2026 Chinese Grand Prix — Antonelli, the youngest winner in history, Mercedes crushes everything

Shanghai doesn't tremble. Shanghai crowns. And on this Sunday, March 15th 2026, a 19-year-old kid with tears in his eyes held the world of Formula 1 in his hands for 56 laps. Kimi Antonelli has won his first Grand Prix. And it was no ordinary one.
🇮🇹 Antonelli, history in real time
On Friday, he becomes the youngest polesitter in the entire history of Formula 1 at 19 years old, breaking Sebastian Vettel's record. On Saturday, Russell wins the sprint from that very same pole. On Sunday, Antonelli lines up on the front row again — and this time, he doesn't let go.
At the start, Hamilton takes the lead from the outside. Everyone holds their breath. But Antonelli is sharp, clean, and he reclaims the lead as early as the second lap on the main straight. From that point on, he only checks his mirrors to monitor. Never out of fear.
5 seconds ahead of Russell. 25 seconds ahead of Hamilton. And tears in the post-race interview. At 19 years old. On the Shanghai circuit. The very year of his 20th birthday — and the year that marks 20 years since the last win by an Italian driver in F1.
Because it needs to be said : Kimi Antonelli is the first Italian driver to win a Grand Prix since Giancarlo Fisichella in Malaysia in 2006. The year of his birth. A circle that closes in a way that gives you goosebumps. 🇮🇹
📋 Final Classification — 2026 Chinese GP
| 🥇 1st | Kimi Antonelli | Mercedes |
| 🥈 2nd | George Russell | Mercedes |
| 🥉 3rd | Lewis Hamilton | Ferrari |
| 4th | Charles Leclerc | Ferrari |
| 5th | Oliver Bearman | Haas |
| 6th | Pierre Gasly | Alpine |
| 7th | Liam Lawson | Racing Bulls |
| 8th | Isack Hadjar | Red Bull |
| 9th | Carlos Sainz | Williams |
| 10th | Franco Colapinto | Alpine |
💛 Hamilton, the emotion of a first Ferrari podium
Some results go beyond a simple classification. Lewis Hamilton's podium in Shanghai is one of them. Since joining Ferrari at the start of the season, the seven-time World Champion had been carrying the weight of expectations — his own, the tifosi's, the entire world's. This Sunday, that weight lifted.

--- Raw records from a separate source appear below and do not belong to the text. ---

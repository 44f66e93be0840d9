use axum::{
    extract::{Path, State},
    http::StatusCode,
    routing::{delete, get, patch, post},
    Json, Router,
};
use tracing::{info, instrument, warn};

use crate::{
    auth::AuthUser,
    error::ApiError,
    policy::{self, authorize},
    state::AppState,
};

use super::dto::{TagDeletedResponse, TagListResponse, TagNameRequest, TagResponse};
use super::repo::{DeleteOutcome, Tag};

pub fn tag_routes() -> Router<AppState> {
    Router::new()
        .route("/tag", get(list_tags))
        .route("/tag/create", post(create_tag))
        .route("/tag/:id/edit", patch(edit_tag))
        .route("/tag/:id/delete", delete(delete_tag))
}

#[instrument(skip(state))]
pub async fn list_tags(
    State(state): State<AppState>,
    user: AuthUser,
) -> Result<Json<TagListResponse>, ApiError> {
    authorize(policy::TAG_MANAGE, user.role)?;

    let tags = Tag::list(&state.db).await?;
    Ok(Json(TagListResponse {
        message: "Tags fetched successfully".into(),
        data: tags,
    }))
}

#[instrument(skip(state))]
pub async fn create_tag(
    State(state): State<AppState>,
    user: AuthUser,
    Json(payload): Json<TagNameRequest>,
) -> Result<(StatusCode, Json<TagResponse>), ApiError> {
    authorize(policy::TAG_MANAGE, user.role)?;

    let name = payload.name.trim();
    if name.is_empty() {
        return Err(ApiError::bad_request("name is required"));
    }

    let tag = match Tag::create(&state.db, name).await {
        Ok(t) => t,
        Err(e) if is_unique_violation(&e) => {
            warn!(name, "tag already exists");
            return Err(ApiError::bad_request("Tag already exists"));
        }
        Err(e) => return Err(ApiError::Internal(e)),
    };

    info!(tag_id = tag.id, "tag created");
    Ok((
        StatusCode::CREATED,
        Json(TagResponse {
            message: "Tag created successfully".into(),
            data: tag,
        }),
    ))
}

#[instrument(skip(state))]
pub async fn edit_tag(
    State(state): State<AppState>,
    user: AuthUser,
    Path(id): Path<i64>,
    Json(payload): Json<TagNameRequest>,
) -> Result<Json<TagResponse>, ApiError> {
    authorize(policy::TAG_MANAGE, user.role)?;

    let name = payload.name.trim();
    if name.is_empty() {
        return Err(ApiError::bad_request("name is required"));
    }

    let tag = match Tag::rename(&state.db, id, name).await {
        Ok(Some(t)) => t,
        Ok(None) => return Err(ApiError::not_found("Tag not found")),
        Err(e) if is_unique_violation(&e) => {
            return Err(ApiError::bad_request("Tag already exists"));
        }
        Err(e) => return Err(ApiError::Internal(e)),
    };

    Ok(Json(TagResponse {
        message: "Tag updated successfully".into(),
        data: tag,
    }))
}

#[instrument(skip(state))]
pub async fn delete_tag(
    State(state): State<AppState>,
    user: AuthUser,
    Path(id): Path<i64>,
) -> Result<Json<TagDeletedResponse>, ApiError> {
    authorize(policy::TAG_MANAGE, user.role)?;

    match Tag::delete_if_unused(&state.db, id).await? {
        DeleteOutcome::Deleted => {
            info!(tag_id = id, "tag deleted");
            Ok(Json(TagDeletedResponse {
                id,
                message: "Tag deleted successfully".into(),
            }))
        }
        DeleteOutcome::InUse => Err(ApiError::bad_request(
            "Cannot delete tag that is associated with blogs",
        )),
        DeleteOutcome::NotFound => Err(ApiError::not_found("Tag not found")),
    }
}

fn is_unique_violation(e: &anyhow::Error) -> bool {
    e.downcast_ref::<sqlx::Error>()
        .and_then(|e| e.as_database_error())
        .is_some_and(|d| d.is_unique_violation())
}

To get there, Hamilton had to fight his own teammate for around twenty laps. Leclerc and he delivered an absolutely intense internal battle — attacks, counter-attacks, corner defences lap after lap, a Ferrari pit wall holding its collective breath. Hamilton comes out on top of the internal showdown. His first podium in red. A moment that will last.

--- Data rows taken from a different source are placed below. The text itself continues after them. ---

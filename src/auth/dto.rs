use serde::{Deserialize, Serialize};

use crate::policy::Role;

/// Request body for user registration.
#[derive(Debug, Deserialize)]
pub struct RegisterRequest {
    pub username: String,
    pub password: String,
    pub email: String,
    pub name: String,
    #[serde(default = "default_role")]
    pub role: Role,
}

fn default_role() -> Role {
    Role::User
}

/// Request body for login.
#[derive(Debug, Deserialize)]
pub struct LoginRequest {
    pub username: String,
    pub password: String,
}

#[derive(Debug, Serialize)]
pub struct RegisterResponse {
    pub success: bool,
    pub message: String,
}

/// Response returned after a successful login.
#[derive(Debug, Serialize)]
pub struct LoginResponse {
    pub token: String,
    pub name: String,
    pub id: i64,
}
pub mod dto;
pub mod handlers;
pub mod repo;

use crate::state::AppState;
use axum::Router;

pub fn router() -> Router<AppState> {
    handlers::tag_routes()
}
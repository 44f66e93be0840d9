use serde::{Deserialize, Serialize};
use time::OffsetDateTime;

use crate::storage::public_image_url;
use crate::tags::repo::Tag;

use super::query::Pagination;
use super::repo::{BlogWithTags, Visibility};

/// Raw query parameters of the shared listing. Pagination values arrive as
/// strings so that non-numeric input falls back to defaults instead of
/// failing extraction.
#[derive(Debug, Deserialize)]
#[serde(rename_all = "camelCase")]
pub struct ListBlogsQuery {
    pub page: Option<String>,
    pub page_size: Option<String>,
    pub visibility: Option<String>,
    pub category: Option<String>,
    pub tags: Option<String>,
}

#[derive(Debug, Serialize)]
pub struct AuthorInfo {
    pub name: String,
    pub email: String,
}

#[derive(Debug, Serialize)]
#[serde(rename_all = "camelCase")]
pub struct BlogItem {
    pub id: i64,
    pub title: String,
    pub content: String,
    pub image_url: Option<String>,
    pub visibility: Visibility,
    pub category: String,
    pub author_id: i64,
    pub author: AuthorInfo,
    pub tags: Vec<Tag>,
    #[serde(with = "time::serde::rfc3339")]
    pub created_at: OffsetDateTime,
    #[serde(with = "time::serde::rfc3339")]
    pub updated_at: OffsetDateTime,
}

impl BlogItem {
    /// Shapes a stored record for the wire, rewriting the stored image path
    /// into a URL under the public upload route (base name only).
    pub fn from_record(record: BlogWithTags, base_url: &str) -> Self {
        let blog = record.blog;
        Self {
            id: blog.id,
            title: blog.title,
            content: blog.content,
            image_url: blog
                .image_url
                .as_deref()
                .and_then(|path| public_image_url(base_url, path)),
            visibility: blog.visibility,
            category: blog.category,
            author_id: blog.author_id,
            author: AuthorInfo {
                name: blog.author_name,
                email: blog.author_email,
            },
            tags: record.tags,
            created_at: blog.created_at,
            updated_at: blog.updated_at,
        }
    }
}

#[derive(Debug, Clone, Copy, Serialize)]
#[serde(rename_all = "camelCase")]
pub struct PageMeta {
    pub page: i64,
    pub page_size: i64,
    pub total_count: i64,
    pub total_pages: i64,
}

impl PageMeta {
    pub fn new(pagination: Pagination, total_count: i64) -> Self {
        Self {
            page: pagination.page,
            page_size: pagination.page_size,
            total_count,
            total_pages: (total_count + pagination.page_size - 1) / pagination.page_size,
        }
    }
}

#[derive(Debug, Serialize)]
pub struct BlogListResponse {
    pub message: String,
    pub data: Vec<BlogItem>,
    pub meta: PageMeta,
}

#[derive(Debug, Serialize)]
pub struct BlogDetailResponse {
    pub message: String,
    pub data: BlogItem,
}

#[derive(Debug, Serialize)]
pub struct BlogCreatedResponse {
    pub message: String,
    pub data: BlogItem,
}

/// Update and delete acknowledge with the affected id only.
#[derive(Debug, Serialize)]
pub struct BlogMutationResponse {
    pub id: i64,
    pub message: String,
}

#[cfg(test)]
mod tests {
    use super::*;

    fn pg(page: i64, page_size: i64) -> Pagination {
        Pagination { page, page_size }
    }

    #[test]
    fn total_pages_is_ceiling() {
        assert_eq!(PageMeta::new(pg(1, 5), 0).total_pages, 0);
        assert_eq!(PageMeta::new(pg(1, 5), 1).total_pages, 1);
        assert_eq!(PageMeta::new(pg(1, 5), 5).total_pages, 1);
        assert_eq!(PageMeta::new(pg(1, 5), 6).total_pages, 2);
        assert_eq!(PageMeta::new(pg(1, 10), 101).total_pages, 11);
    }

    #[test]
    fn meta_serializes_camel_case() {
        let json = serde_json::to_value(PageMeta::new(pg(2, 5), 12)).unwrap();
        assert_eq!(json["page"], 2);
        assert_eq!(json["pageSize"], 5);
        assert_eq!(json["totalCount"], 12);
        assert_eq!(json["totalPages"], 3);
    }
}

😤 McLaren, the ghost weekend
Not on the grid. Not in the race. Not in the points.
Lando Norris and Oscar Piastri don't even make it to the start. An electrical failure for one, a last-minute mechanical issue for the other. Two cars. Zero laps completed. McLaren watches its rivals rack up points while their cars sit motionless in the garage. After Piastri's Australian disaster, this is a season start to forget immediately for the Woking outfit. In a championship where every fraction of a point can change everything, it's a haemorrhage.
💀 Verstappen: the nightmare goes on
Six places lost at the start on yet another botched getaway. A laborious climb through the midfield. And Red Bull calling their own champion into the pits at lap 46 — retirement, likely due to an electrical issue, at a point where he was running sixth.
The four-time World Champion himself called his weekend "a nightmare". The word fits. Red Bull is struggling. The car is unpredictable, hard to trust, far from the dominance that crushed the previous seasons. For a team used to wrapping up championships before summer, the 2026 wake-up call is brutal.
🏆 Drivers' Championship after 2 rounds
🥇 George Russell (Mercedes) — 51 points
🥈 Kimi Antonelli (Mercedes) — 47 points
🥉 Charles Leclerc (Ferrari) — 3rd in the championship
McLaren: 0 points in two races. Mercedes already has both hands firmly on the wheel of this championship.
🔥 What Shanghai taught us
Mercedes is serious. Dead serious. Two Grand Prix, two one-twos, a sprint win, and an Antonelli who looks nothing like a rookie. Ferrari is there, present, capable of hurting — but sometimes does as much damage to itself as to its rivals. Red Bull is still searching. McLaren simply doesn't exist right now.
And in the middle of all of this, a 19-year-old Italian in tears on the Shanghai podium reminds us why this sport is unlike anything else. Next stop : Suzuka in two weeks for the Japanese Grand Prix, third act of an already exceptional season. 🇯🇵
Formula 1 is so much more than a sport — it's a passion you live with everything you have, race after race, corner after corner. And the 2026 season has only just begun.